Most of these show-off flourishes of acting have about the same effect on the picture as some diverting curlicues of penmanship do on a sluggish, uninspired letter. The story shows the career of a super Turkish scoundrel named Dimitrios Makropoulos (and acted tepidly by Zachary Scott) as it is told in flashback episodes by some of his victims to Peter Lorre—playing a detective-story author who is going to a lot of trouble to find material for a book, and to Sydney Greenstreet—a crook who unaccountably is going to even more to get information he already has so that he can blackmail Dimitrios. For several reasons, Dimitrios and his career are the flattest thing in the picture, psychologically the shallowest, and as dull in an evil way as Irene Dunne’s career is in a sweet way in “The White Cliffs of Dover.” The flashbacks concerning him are rigorously stunted in order to wring something funny out of the preliminary chats that occur among Lorre, Greenstreet and the people Lorre interviews. His crimes, which are black enough, are brief and dull as movie events. The actor himself looks more like the third violinist in the Philharmonic—or the male lead in an operetta—and about as threatening. The Balkan atmosphere that surrounds him is just as uninspired and is produced mainly by a raucous, smoke-filled dive which is used three times in the film and features either a squirming Oriental dancer, a Gypsy violinist, or neither, depending on which country’s backwater it happens to be in at the time. The people run to dark hair, oily natures and mustaches.

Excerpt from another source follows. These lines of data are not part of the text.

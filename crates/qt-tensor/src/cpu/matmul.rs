// Matmul helper module.
//
// The core matmul and batched matmul implementations live in
// CpuBackend (cpu/mod.rs). This module is reserved for future
// optimizations such as tiled/blocked matmul, SIMD kernels, or
// cache-friendly access patterns.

The British film called “Forty-eight Hours” is about an imaginary Battle of Bramley End, in which a troop of disguised German parachutists capture a British village two days before the main invasion of Britain, and are defeated a day later by the villagers. It was made more than a year ago and fulfilled a good intent to show Britishers what to be on guard against in pre-invasion tactics and what to do and not to do during them. It is far less flashy than “The Mask of Dimitrios” in its non-use of artificial coloring and excitement, and a dozen times more acute in its perception of people, manners and environments. I still feel it has a dullish, weak-tea quality, the result of making the entire engagement too neat and placid, and the progression of its events too restricted, simple and orderly. There are parts of it less prettily visualized: among them the touching, very realistic reactions of three village women when each kills a German or sees one killed, and a portrait of a tweedy, gay-as-a-lark English biddy, who sings songs about parrot pie, and cherry-ripe, cherry-ripe.